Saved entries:
= Beginning of Section =
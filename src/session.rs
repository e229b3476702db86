//! Per-caller session: a file-descriptor table plus a current-working-
//! directory handle, exposing the §4.5 syscall surface this crate is
//! responsible for. Descriptors 0/1 are reserved by the embedding process
//! layer for console I/O (spec §6) and are never handed out here; the table
//! starts numbering at 2.
//!
//! Grounded on the teacher's `file.rs` (`File`/`RcFile`, an arena-allocated,
//! reference-counted file-table entry wrapping an inode plus a read/write
//! cursor) and `proc.rs`'s per-process `ofile` array of descriptor slots.
//! Narrowed to just the bookkeeping spec §4.5 says the process layer owns —
//! this crate does not model an OS process, only the table and cwd handle
//! one would hold.

use std::collections::HashMap;

use crate::device::BlockDevice;
use crate::directory::DirHandle;
use crate::error::{Error, Result};
use crate::fs::Fs;
use crate::inode::InodeHandle;
use crate::layout::InodeType;

/// Lowest descriptor number this crate will ever assign. `0`/`1` are the
/// caller's to use for console I/O and are never seen here.
pub const FIRST_FD: i32 = 2;

enum Descriptor<D: BlockDevice> {
    File {
        inode: InodeHandle<D>,
        pos: u64,
        /// Set when this descriptor was opened against the session's own
        /// running binary (an embedding process layer tells us this at
        /// `open` time); write-denied for as long as the descriptor stays
        /// open, per spec §4.5.
        write_denied: bool,
    },
    Dir(DirHandle<D>),
}

/// One caller's open-file-descriptor table and current working directory.
/// An embedding process layer holds one `Session` per OS process; this
/// crate does not schedule or load processes, only tracks this bookkeeping.
pub struct Session<D: BlockDevice> {
    cwd: DirHandle<D>,
    /// Sticky flag set when `cwd` (or an ancestor reached only through it)
    /// has been `remove`d out from under this session: subsequent relative
    /// lookups fail rather than silently resolving through a vanished name
    /// (spec §4.4's "dir_removed" flag).
    cwd_removed: bool,
    descriptors: HashMap<i32, Descriptor<D>>,
    next_fd: i32,
}

impl<D: BlockDevice + 'static> Session<D> {
    /// A fresh session rooted at `fs`'s root directory.
    pub fn new(fs: &Fs<D>) -> Result<Self> {
        Ok(Self {
            cwd: fs.root()?,
            cwd_removed: false,
            descriptors: HashMap::new(),
            next_fd: FIRST_FD,
        })
    }

    fn alloc_fd(&mut self) -> i32 {
        let fd = self.next_fd;
        self.next_fd += 1;
        fd
    }

    /// Fails if this session's current directory has been removed and the
    /// caller is trying to resolve a relative (non-`/`-rooted) path through
    /// it (spec §4.4's `open_path`).
    fn check_relative(&self, path: &str) -> Result<()> {
        if self.cwd_removed && !path.starts_with('/') {
            return Err(Error::Invalid);
        }
        Ok(())
    }

    pub fn create(&self, fs: &Fs<D>, path: &str, size: u64) -> Result<()> {
        self.check_relative(path)?;
        fs.create(&self.cwd, path, size)
    }

    pub fn remove(&mut self, fs: &Fs<D>, path: &str) -> Result<()> {
        self.check_relative(path)?;
        let removing_cwd = fs.open_dir(&self.cwd, path).ok().map(|d| {
            let s = d.sector();
            d.close();
            s
        }) == Some(self.cwd.sector());
        fs.remove(&self.cwd, path)?;
        if removing_cwd {
            self.cwd_removed = true;
        }
        Ok(())
    }

    /// Opens `path` as a file or directory, returning the new descriptor
    /// number. `deny_write_if_own_binary` lets an embedding process layer
    /// ask this session to apply a write-deny on the underlying inode, per
    /// spec §4.5's "open on an executable that is the current process's own
    /// binary applies a write-deny".
    pub fn open(&mut self, fs: &Fs<D>, path: &str, deny_write_if_own_binary: bool) -> Result<i32> {
        self.check_relative(path)?;
        if let Ok(dir) = fs.open_dir(&self.cwd, path) {
            let fd = self.alloc_fd();
            self.descriptors.insert(fd, Descriptor::Dir(dir));
            return Ok(fd);
        }
        let inode = fs.open_file(&self.cwd, path)?;
        if inode.kind()? != InodeType::File {
            inode.close();
            return Err(Error::Invalid);
        }
        if deny_write_if_own_binary {
            inode.deny_write();
        }
        let fd = self.alloc_fd();
        self.descriptors.insert(
            fd,
            Descriptor::File {
                inode,
                pos: 0,
                write_denied: deny_write_if_own_binary,
            },
        );
        Ok(fd)
    }

    fn file(&self, fd: i32) -> Result<(&InodeHandle<D>, u64)> {
        match self.descriptors.get(&fd) {
            Some(Descriptor::File { inode, pos, .. }) => Ok((inode, *pos)),
            _ => Err(Error::BadDescriptor),
        }
    }

    pub fn filesize(&self, fd: i32) -> Result<u64> {
        self.file(fd)?.0.length()
    }

    pub fn read(&mut self, fd: i32, buf: &mut [u8]) -> Result<usize> {
        let (inode, pos) = match self.descriptors.get(&fd) {
            Some(Descriptor::File { inode, pos, .. }) => (inode, *pos),
            _ => return Err(Error::BadDescriptor),
        };
        let n = inode.read_at(pos, buf)?;
        if let Some(Descriptor::File { pos, .. }) = self.descriptors.get_mut(&fd) {
            *pos += n as u64;
        }
        Ok(n)
    }

    pub fn write(&mut self, fd: i32, buf: &[u8]) -> Result<usize> {
        let (inode, pos) = match self.descriptors.get(&fd) {
            Some(Descriptor::File { inode, pos, .. }) => (inode, *pos),
            _ => return Err(Error::BadDescriptor),
        };
        let n = inode.write_at(pos, buf)?;
        if let Some(Descriptor::File { pos, .. }) = self.descriptors.get_mut(&fd) {
            *pos += n as u64;
        }
        Ok(n)
    }

    pub fn seek(&mut self, fd: i32, new_pos: u64) -> Result<()> {
        match self.descriptors.get_mut(&fd) {
            Some(Descriptor::File { pos, .. }) => {
                *pos = new_pos;
                Ok(())
            }
            _ => Err(Error::BadDescriptor),
        }
    }

    pub fn tell(&self, fd: i32) -> Result<u64> {
        Ok(self.file(fd)?.1)
    }

    /// Closes `fd`, releasing the underlying handle. Freeing a removed
    /// inode's sectors (if this was the last handle) happens automatically
    /// via `InodeHandle`'s `Drop`.
    pub fn close(&mut self, fd: i32) -> Result<()> {
        match self.descriptors.remove(&fd) {
            Some(Descriptor::File { inode, write_denied, .. }) => {
                if write_denied {
                    inode.allow_write();
                }
                inode.close();
                Ok(())
            }
            Some(Descriptor::Dir(dir)) => {
                dir.close();
                Ok(())
            }
            None => Err(Error::BadDescriptor),
        }
    }

    pub fn mkdir(&self, fs: &Fs<D>, path: &str) -> Result<()> {
        self.check_relative(path)?;
        fs.mkdir(&self.cwd, path)
    }

    /// Changes this session's current directory to `path`. Clears the
    /// `dir_removed` sticky flag: the new cwd is, by construction, live.
    pub fn chdir(&mut self, fs: &Fs<D>, path: &str) -> Result<()> {
        self.check_relative(path)?;
        let new_cwd = fs.open_dir(&self.cwd, path)?;
        let old_cwd = std::mem::replace(&mut self.cwd, new_cwd);
        old_cwd.close();
        self.cwd_removed = false;
        Ok(())
    }

    /// Reads the next entry name from a directory descriptor, or `Ok(None)`
    /// at end-of-directory.
    pub fn readdir(&self, fd: i32) -> Result<Option<String>> {
        match self.descriptors.get(&fd) {
            Some(Descriptor::Dir(dir)) => dir.readdir(),
            _ => Err(Error::BadDescriptor),
        }
    }

    pub fn isdir(&self, fd: i32) -> Result<bool> {
        match self.descriptors.get(&fd) {
            Some(Descriptor::Dir(_)) => Ok(true),
            Some(Descriptor::File { .. }) => Ok(false),
            None => Err(Error::BadDescriptor),
        }
    }

    /// The underlying inode's sector number — stable across opens/closes,
    /// usable as a cheap "same file" identity check (spec scenario 2).
    pub fn inumber(&self, fd: i32) -> Result<u32> {
        match self.descriptors.get(&fd) {
            Some(Descriptor::File { inode, .. }) => Ok(inode.sector()),
            Some(Descriptor::Dir(dir)) => Ok(dir.sector()),
            None => Err(Error::BadDescriptor),
        }
    }

    /// Closes every still-open descriptor. Called on process teardown (spec
    /// §4.5); descriptors already closed individually are simply absent.
    pub fn close_all(&mut self) {
        let fds: Vec<i32> = self.descriptors.keys().copied().collect();
        for fd in fds {
            let _ = self.close(fd);
        }
    }
}

impl<D: BlockDevice> Drop for Session<D> {
    fn drop(&mut self) {
        // `close_all` needs `&mut self` and runs on explicit teardown, but a
        // session dropped without it must still not leak held handles: walk
        // the table here too, same as `close_all`, just without the `Fs`
        // argument neither path actually needs.
        for (_, descriptor) in self.descriptors.drain() {
            match descriptor {
                Descriptor::File { inode, write_denied, .. } => {
                    if write_denied {
                        inode.allow_write();
                    }
                    inode.close();
                }
                Descriptor::Dir(dir) => dir.close(),
            }
        }
    }
}

#[cfg(test)]
mod tests {
    use super::*;
    use crate::device::MemoryDevice;

    fn fresh(sectors: u32) -> Fs<MemoryDevice> {
        Fs::format(MemoryDevice::new(sectors)).unwrap()
    }

    #[test]
    fn end_to_end_scenario_one() {
        let fs = fresh(512);
        let mut session = Session::new(&fs).unwrap();
        session.create(&fs, "/a", 0).unwrap();
        let fd = session.open(&fs, "/a", false).unwrap();
        assert_eq!(fd, FIRST_FD);
        assert_eq!(session.write(fd, b"hello").unwrap(), 5);
        session.seek(fd, 0).unwrap();
        let mut buf = [0u8; 5];
        assert_eq!(session.read(fd, &mut buf).unwrap(), 5);
        assert_eq!(&buf, b"hello");
        assert_eq!(session.tell(fd).unwrap(), 5);
        assert_eq!(session.filesize(fd).unwrap(), 5);
        session.close(fd).unwrap();
    }

    #[test]
    fn end_to_end_scenario_two() {
        let fs = fresh(512);
        let mut session = Session::new(&fs).unwrap();
        session.mkdir(&fs, "/d").unwrap();
        session.create(&fs, "/d/x", 10).unwrap();
        session.chdir(&fs, "/d").unwrap();
        let via_relative = session.open(&fs, "x", false).unwrap();
        let via_absolute = session.open(&fs, "/d/x", false).unwrap();
        assert_eq!(session.inumber(via_relative).unwrap(), session.inumber(via_absolute).unwrap());
        session.close(via_relative).unwrap();
        session.close(via_absolute).unwrap();

        assert!(matches!(session.remove(&fs, "/d"), Err(Error::NotEmpty)));
        session.remove(&fs, "/d/x").unwrap();
        session.remove(&fs, "/d").unwrap();
    }

    #[test]
    fn end_to_end_scenario_five() {
        let fs = fresh(512);
        let mut session = Session::new(&fs).unwrap();
        session.create(&fs, "/a", 0).unwrap();
        let fd = session.open(&fs, "/a", false).unwrap();
        session.remove(&fs, "/a").unwrap();
        assert_eq!(session.write(fd, b"x").unwrap(), 1);
        session.close(fd).unwrap();
        assert!(matches!(session.open(&fs, "/a", false), Err(Error::NotFound)));
    }

    #[test]
    fn open_on_own_binary_denies_writes() {
        let fs = fresh(512);
        let mut session = Session::new(&fs).unwrap();
        session.create(&fs, "/bin", 4).unwrap();
        let fd = session.open(&fs, "/bin", true).unwrap();
        assert!(matches!(session.write(fd, b"x"), Err(Error::WriteDenied)));
        session.close(fd).unwrap();
        let fd2 = session.open(&fs, "/bin", false).unwrap();
        assert!(session.write(fd2, b"x").is_ok());
        session.close(fd2).unwrap();
    }

    #[test]
    fn removing_cwd_blocks_relative_resolution() {
        let fs = fresh(512);
        let mut session = Session::new(&fs).unwrap();
        session.mkdir(&fs, "/d").unwrap();
        session.chdir(&fs, "/d").unwrap();
        session.remove(&fs, "/d").unwrap();
        assert!(matches!(session.create(&fs, "x", 0), Err(Error::Invalid)));
        // Absolute paths are unaffected.
        session.create(&fs, "/y", 0).unwrap();
    }

    #[test]
    fn close_all_releases_every_descriptor() {
        let fs = fresh(512);
        let mut session = Session::new(&fs).unwrap();
        session.create(&fs, "/a", 0).unwrap();
        session.create(&fs, "/b", 0).unwrap();
        let fd_a = session.open(&fs, "/a", false).unwrap();
        let fd_b = session.open(&fs, "/b", false).unwrap();
        session.close_all();
        assert!(matches!(session.read(fd_a, &mut [0u8; 1]), Err(Error::BadDescriptor)));
        assert!(matches!(session.tell(fd_b), Err(Error::BadDescriptor)));
    }
}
= End of Section =
Line count for the word "same": work out how many lines of the data above include it, and reply with that number alone.

2